I'm having a bit of difficulty with monad transformers at the moment. I'm defining a few different non-deterministic relations which make use of transformers. Unfortunately, I'm having trouble understanding how to translate cleanly from one effectful model to another.
Suppose these relations are "foo" and "bar". Suppose that "foo" relates As and Bs to Cs; suppose "bar" relates Bs and Cs to Ds. We will define "bar" in terms of "foo". To make matters more interesting, the computation of these relations will fail in different ways. (Since the bar relation depends on the foo relation, its failure cases are a superset.) I therefore give the following type definitions:
data FooFailure = FooFailure String
data BarFailure = BarSpecificFailure | BarFooFailure FooFailure
type FooM = ListT (EitherT FooFailure (Reader Context))
type BarM = ListT (EitherT BarFailure (Reader Context))

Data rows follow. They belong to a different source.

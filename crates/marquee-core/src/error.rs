use marquee_models::ModelError;
use marquee_store::{MailError, StoreError};
use thiserror::Error;

/// Failure of a domain operation
///
/// Display strings of the client-facing variants are the messages shown to
/// users; backend variants are logged and never shown.
#[derive(Debug, Error)]
pub enum CoreError {
    #[error("{0}")]
    Validation(String),

    #[error("{entity} not found")]
    NotFound { entity: &'static str, id: String },

    /// Generic OTP rejection; never says which check failed
    #[error("Invalid or expired OTP")]
    InvalidCode,

    #[error("Unauthorized")]
    Unauthorized,

    #[error("{0}")]
    Forbidden(String),

    #[error("{0}")]
    RateLimited(String),

    #[error("Invalid ticket code")]
    TicketInvalid,

    #[error("Ticket already used")]
    TicketAlreadyUsed,

    #[error("{0}")]
    Conflict(String),

    #[error("storage failure: {0}")]
    Store(StoreError),

    #[error("email delivery failure: {0}")]
    Mail(#[from] MailError),

    #[error("export failure: {0}")]
    Export(#[from] csv::Error),
}

impl CoreError {
    pub fn validation(message: impl Into<String>) -> Self {
        Self::Validation(message.into())
    }

    pub fn not_found(entity: &'static str, id: impl Into<String>) -> Self {
        Self::NotFound {
            entity,
            id: id.into(),
        }
    }
}

impl From<StoreError> for CoreError {
    fn from(err: StoreError) -> Self {
        match err {
            StoreError::NotFound { entity, id } => Self::NotFound { entity, id },
            StoreError::Conflict { entity, id } => {
                Self::Conflict(format!("{} already exists: {}", entity, id))
            }
            other => Self::Store(other),
        }
    }
}

impl From<ModelError> for CoreError {
    fn from(err: ModelError) -> Self {
        Self::Validation(err.to_string())
    }
}

pub type CoreResult<T> = Result<T, CoreError>;
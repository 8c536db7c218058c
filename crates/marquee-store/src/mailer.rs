use async_trait::async_trait;
use serde::Serialize;
use tokio::sync::Mutex;
use tracing::{debug, info};
use crate::MailError;

#[derive(Debug, Clone, PartialEq, Eq)]
pub struct OutgoingEmail {
    pub to: String,
    pub subject: String,
    pub html: String,
    pub text: String,
}

/// Transactional email sender
#[async_trait]
pub trait Mailer: Send + Sync {
    fn provider_name(&self) -> &str;

    async fn send(&self, message: &OutgoingEmail) -> Result<(), MailError>;
}

#[derive(Serialize)]
struct ResendPayload<'a> {
    from: &'a str,
    to: [&'a str; 1],
    subject: &'a str,
    html: &'a str,
    text: &'a str,
}

/// Sends through the Resend HTTP API
pub struct ResendMailer {
    client: reqwest::Client,
    api_url: String,
    api_key: String,
    from: String,
}

impl ResendMailer {
    pub fn new(api_url: String, api_key: String, from: String) -> Result<Self, MailError> {
        if api_key.trim().is_empty() {
            return Err(MailError::NotConfigured("resend api key is empty".to_string()));
        }
        let client = reqwest::Client::builder()
            .timeout(std::time::Duration::from_secs(10))
            .build()?;
        Ok(Self {
            client,
            api_url: api_url.trim_end_matches('/').to_string(),
            api_key,
            from,
        })
    }
}

#[async_trait]
impl Mailer for ResendMailer {
    fn provider_name(&self) -> &str {
        "resend"
    }

    async fn send(&self, message: &OutgoingEmail) -> Result<(), MailError> {
        let payload = ResendPayload {
            from: &self.from,
            to: [&message.to],
            subject: &message.subject,
            html: &message.html,
            text: &message.text,
        };

        let response = self
            .client
            .post(format!("{}/emails", self.api_url))
            .bearer_auth(&self.api_key)
            .json(&payload)
            .send()
            .await?;

        let status = response.status();
        if !status.is_success() {
            let body = response.text().await.unwrap_or_default();
            return Err(MailError::Rejected {
                status: status.as_u16(),
                body,
            });
        }

        debug!(to = %message.to, "Email accepted by provider");
        Ok(())
    }
}

/// Logs messages instead of sending them and keeps them in an outbox.
/// For local development and tests.
#[derive(Default)]
pub struct LogMailer {
    outbox: Mutex<Vec<OutgoingEmail>>,
}

impl LogMailer {
    pub fn new() -> Self {
        Self::default()
    }

    pub async fn outbox(&self) -> Vec<OutgoingEmail> {
        self.outbox.lock().await.clone()
    }

    pub async fn last_message_to(&self, to: &str) -> Option<OutgoingEmail> {
        self.outbox
            .lock()
            .await
            .iter()
            .rev()
            .find(|m| m.to == to)
            .cloned()
    }
}

#[async_trait]
impl Mailer for LogMailer {
    fn provider_name(&self) -> &str {
        "log"
    }

    async fn send(&self, message: &OutgoingEmail) -> Result<(), MailError> {
        info!(
            to = %message.to,
            subject = %message.subject,
            body = %message.text,
            "Email (log provider, not delivered)"
        );
        self.outbox.lock().await.push(message.clone());
        Ok(())
    }
}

I would then expect to be able to write the relations with the following function signatures:
foo :: A -> B -> FooM C
bar :: B -> C -> BarM D
My problem is that, when writing the definition for "bar", I need to be able to receive errors from the "foo" relation and properly represent them in "bar" space. So I'd be fine with a function of the form
convert :: (e -> e') -> ListT (EitherT e (Reader Context) a
-> ListT (EitherT e' (Reader Context) a
I can even write that little beast by running the ListT, mapping on EitherT, and then reassembling the ListT (because it happens that m [a] can be converted to ListT m a). But this seems... messy.
There's a good reason I can't just run a transformer, do some stuff under it, and generically "put it back"; the transformer I ran might have effects and I can't magically undo them. But is there some way in which I can lift a function just far enough into a transformer stack to do some work for me so I don't have to write the convert function shown above?
I think convert is a good answer, and using Control.Monad.Morph and Control.Monad.Trans.Either it's (almost) really simple to write:
convert :: (Monad m, Functor m, MFunctor t)
=> (e -> e')
-> t (EitherT e m) b -> t (EitherT e' m) b
convert f = hoist (bimapEitherT f id)
the slight problem is that ListT isn't an instance of MFunctor. I think this is the author boycotting ListT because it doesn't follow the monad transformer laws though because it's easy to write a type-checking instance
instance MFunctor ListT where hoist nat (ListT mas) = ListT (nat mas)
Anyway, generally take a look at Control.Monad.Morph for dealing with natural transformations on (parts of) transformer stacks. I'd say that fits the definition of lifting a function "just enough" into a stack.